White House advisor David Banks claimed his country had been “instrumental” in “thwarting” efforts at differentiation between rich and poor nations. “But the real fight will be next year when the drafts must be agreed,” Climate Home states. “The reemergence of this issue signals poor countries plan to make things difficult for the U.S. and their rich world allies,” strengthened in part by stronger-than-usual cohesion between poor and middle-income countries.
“This has been the best COP—not a traditional COP,” said Gebru Jember Endalew, chair of the Least Developed Countries bloc. “It is a very important COP. I believe that all the required issues have been [going] in the right direction.”
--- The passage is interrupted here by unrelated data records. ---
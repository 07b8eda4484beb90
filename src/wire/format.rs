//! Stream envelope and record layout.
//!
//! A stream is a 4-byte magic tag followed by a sequence of MessagePack
//! encoded [`WireRecord`] values. With [`PLAIN_MAGIC`] the records follow the
//! tag directly; with [`COMPRESSED_MAGIC`] they are wrapped in one LZ4 frame.

use crate::error::{Error, Result};
use crate::metrics::{MetricDef, MetricTemplate};
use crate::trace::AttrValue;
use crate::types::SymbolId;
use serde::{Deserialize, Serialize};
use std::io::{self, Read, Write};

/// Magic tag of an uncompressed stream.
pub const PLAIN_MAGIC: [u8; 4] = *b"CTR1";
/// Magic tag of an LZ4-frame compressed stream.
pub const COMPRESSED_MAGIC: [u8; 4] = *b"CTZ1";
/// Record layout version announced in the handshake.
pub const PROTOCOL_VERSION: u32 = 1;

/// Body framing selected by the magic tag.
#[derive(Debug, Clone, Copy, Default, PartialEq, Eq)]
pub enum Framing {
    /// Records follow the magic tag directly.
    #[default]
    Plain,
    /// Records are wrapped in an LZ4 frame.
    Compressed,
}

impl Framing {
    /// Returns the magic tag announcing this framing.
    #[must_use]
    pub const fn magic(self) -> [u8; 4] {
        match self {
            Self::Plain => PLAIN_MAGIC,
            Self::Compressed => COMPRESSED_MAGIC,
        }
    }

    /// Recognizes a magic tag.
    pub fn from_magic(magic: [u8; 4]) -> Result<Self> {
        match magic {
            PLAIN_MAGIC => Ok(Self::Plain),
            COMPRESSED_MAGIC => Ok(Self::Compressed),
            other => Err(Error::BadMagic(other)),
        }
    }
}

/// One record of a stream.
#[derive(Debug, Clone, PartialEq, Serialize, Deserialize)]
pub enum WireRecord {
    /// Start of a disclosure scope.
    Handshake(WireHandshake),
    /// Symbol definition.
    Symbol {
        /// Symbol id.
        id: SymbolId,
        /// Symbol name.
        name: String,
    },
    /// Metric template definition.
    MetricTemplate(MetricTemplate),
    /// Metric definition.
    Metric(MetricDef),
    /// A complete trace tree.
    Trace(WireTrace),
    /// A batch of metric samples.
    Perf(WirePerf),
}

/// Stream preamble. Every handshake resets disclosure on both ends.
#[derive(Debug, Clone, PartialEq, Eq, Serialize, Deserialize)]
pub struct WireHandshake {
    /// Sending agent name.
    pub agent: String,
    /// Record layout version.
    pub version: u32,
    /// Wall-clock time of the handshake in milliseconds since the Unix epoch.
    pub clock: u64,
}

/// Encoded trace record.
///
/// The exception comes after the children so that, within one trace, the
/// innermost record observing an exception is the one carrying it in full.
#[derive(Debug, Clone, PartialEq, Serialize, Deserialize)]
pub struct WireTrace {
    pub class_id: SymbolId,
    pub method_id: SymbolId,
    pub signature_id: SymbolId,
    pub time: u64,
    pub calls: u64,
    pub errors: u64,
    pub flags: u16,
    pub attrs: Vec<(SymbolId, AttrValue)>,
    pub marker: Option<WireMarker>,
    pub children: Vec<WireTrace>,
    pub exception: Option<WireException>,
}

/// Encoded trace marker.
#[derive(Debug, Clone, PartialEq, Eq, Serialize, Deserialize)]
pub struct WireMarker {
    pub trace_id: SymbolId,
    pub clock: u64,
    pub minimum_time: u64,
    pub max_records: u64,
    pub flags: u16,
}

/// Encoded exception: in full on first occurrence within a trace, by identity
/// afterwards.
#[derive(Debug, Clone, PartialEq, Eq, Serialize, Deserialize)]
pub enum WireException {
    /// Complete exception.
    Full {
        /// Per-trace identity later occurrences refer to.
        identity: u32,
        class_id: SymbolId,
        message: String,
        frames: Vec<WireFrame>,
        cause: Option<Box<WireException>>,
    },
    /// Repeat of an exception written earlier in the same trace.
    Ref(u32),
}

/// Encoded stack frame.
#[derive(Debug, Clone, Copy, PartialEq, Eq, Serialize, Deserialize)]
pub struct WireFrame {
    pub class_id: SymbolId,
    pub method_id: SymbolId,
    pub file_id: SymbolId,
    pub line: i32,
}

/// Encoded performance record.
#[derive(Debug, Clone, PartialEq, Serialize, Deserialize)]
pub struct WirePerf {
    pub clock: u64,
    pub scanner_id: SymbolId,
    pub samples: Vec<WireSample>,
}

/// Encoded metric sample.
#[derive(Debug, Clone, PartialEq, Serialize, Deserialize)]
pub struct WireSample {
    pub metric_id: u32,
    pub value: f64,
    pub attrs: Vec<(SymbolId, String)>,
}

/// Byte sink behind the magic tag.
pub(crate) enum BodyWriter<W: Write> {
    Plain(W),
    #[cfg(feature = "trace-compression")]
    Lz4(lz4_flex::frame::FrameEncoder<W>),
}

impl<W: Write> BodyWriter<W> {
    /// Writes the magic tag for `framing` and returns the body writer.
    pub(crate) fn start(mut out: W, framing: Framing) -> Result<Self> {
        out.write_all(&framing.magic())?;
        match framing {
            Framing::Plain => Ok(Self::Plain(out)),
            #[cfg(feature = "trace-compression")]
            Framing::Compressed => Ok(Self::Lz4(lz4_flex::frame::FrameEncoder::new(out))),
            #[cfg(not(feature = "trace-compression"))]
            Framing::Compressed => Err(Error::UnsupportedFraming(
                "lz4 (build without trace-compression)",
            )),
        }
    }

    /// Ends the body and returns the underlying writer.
    pub(crate) fn finish(self) -> io::Result<W> {
        match self {
            Self::Plain(mut out) => {
                out.flush()?;
                Ok(out)
            }
            #[cfg(feature = "trace-compression")]
            Self::Lz4(encoder) => {
                let mut out = encoder.finish().map_err(io::Error::other)?;
                out.flush()?;
                Ok(out)
            }
        }
    }

    pub(crate) fn get_ref(&self) -> &W {
        match self {
            Self::Plain(out) => out,
            #[cfg(feature = "trace-compression")]
            Self::Lz4(encoder) => encoder.get_ref(),
        }
    }
}

impl<W: Write> Write for BodyWriter<W> {
    fn write(&mut self, buf: &[u8]) -> io::Result<usize> {
        match self {
            Self::Plain(out) => out.write(buf),
            #[cfg(feature = "trace-compression")]
            Self::Lz4(encoder) => encoder.write(buf),
        }
    }

    fn flush(&mut self) -> io::Result<()> {
        match self {
            Self::Plain(out) => out.flush(),
            #[cfg(feature = "trace-compression")]
            Self::Lz4(encoder) => encoder.flush(),
        }
    }
}

/// Byte source behind the magic tag.
pub(crate) enum BodyReader<R: Read> {
    Plain(R),
    #[cfg(feature = "trace-compression")]
    Lz4(lz4_flex::frame::FrameDecoder<R>),
}

impl<R: Read> BodyReader<R> {
    /// Reads the magic tag and returns the body reader.
    pub(crate) fn start(mut input: R) -> Result<Self> {
        let mut magic = [0_u8; 4];
        input.read_exact(&mut magic)?;
        match Framing::from_magic(magic)? {
            Framing::Plain => Ok(Self::Plain(input)),
            #[cfg(feature = "trace-compression")]
            Framing::Compressed => Ok(Self::Lz4(lz4_flex::frame::FrameDecoder::new(input))),
            #[cfg(not(feature = "trace-compression"))]
            Framing::Compressed => Err(Error::UnsupportedFraming(
                "lz4 (build without trace-compression)",
            )),
        }
    }
}

impl<R: Read> Read for BodyReader<R> {
    fn read(&mut self, buf: &mut [u8]) -> io::Result<usize> {
        match self {
            Self::Plain(input) => input.read(buf),
            #[cfg(feature = "trace-compression")]
            Self::Lz4(decoder) => decoder.read(buf),
        }
    }
}

#[cfg(test)]
mod tests {
    use super::*;

    #[test]
    fn magic_selects_framing() {
        assert_eq!(Framing::from_magic(*b"CTR1").unwrap(), Framing::Plain);
        assert_eq!(Framing::from_magic(*b"CTZ1").unwrap(), Framing::Compressed);
        assert!(matches!(
            Framing::from_magic(*b"JFR\0"),
            Err(Error::BadMagic(m)) if &m == b"JFR\0"
        ));
    }

    #[test]
    fn plain_body_starts_with_magic() {
        let body = BodyWriter::start(Vec::new(), Framing::Plain).unwrap();
        assert_eq!(body.get_ref().as_slice(), b"CTR1");
        let out = body.finish().unwrap();
        let mut reader = BodyReader::start(out.as_slice()).unwrap();
        let mut rest = Vec::new();
        reader.read_to_end(&mut rest).unwrap();
        assert!(rest.is_empty());
    }

    #[cfg(feature = "trace-compression")]
    #[test]
    fn compressed_body_roundtrips() {
        let mut body = BodyWriter::start(Vec::new(), Framing::Compressed).unwrap();
        body.write_all(&[7_u8; 4096]).unwrap();
        let out = body.finish().unwrap();
        assert_eq!(&out[..4], b"CTZ1");
        assert!(out.len() < 4096);

        let mut reader = BodyReader::start(out.as_slice()).unwrap();
        let mut bytes = Vec::new();
        reader.read_to_end(&mut bytes).unwrap();
        assert_eq!(bytes, vec![7_u8; 4096]);
    }
}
“Trump has left a political vacuum,” said World Resources Institute Climate Change Director David Waskow. “But other countries made very clear they are willing to fill it.”
Alongside those shifts—and just like every other COP, ever—the plodding, incremental pace of this year’s UN conference was frustrating and incomprehensible to anyone looking for immediate responses to an urgent, real-world crisis.
“As ever, speech after speech called for urgency over implementation—calls reinforced this year by fresh memories of extreme climate events and by a small island state, Fiji, holding the Presidency,” notes Ian Callaghan of NDCi Global. “Also as ever, though, there was an almost total absence of the people with the money to make the urgent progress happen, namely the private sector, especially institutional investors and banks.”
“COP23’s stated aim was to go further, faster, but we must move from rhetoric to substance,” agrees energy and environment consultant Morgane Lassaux, writing for Policy Options. “Western leaders announced no new commitments regarding funding to help countries cut their GHG emissions and adapt to climate change. There was a small consolation for developing countries in the final COP23 decision text,” with the pre-2020 goals added to the final document.
But “simple words are not going to close the gap between commitments and reality,” Lassaux notes. “It is crucial that all Western leaders follow through on their Paris commitments and mobilize urgently the US$100 billion annually for developing countries, so the [Green Climate Fund] becomes meaningful for them.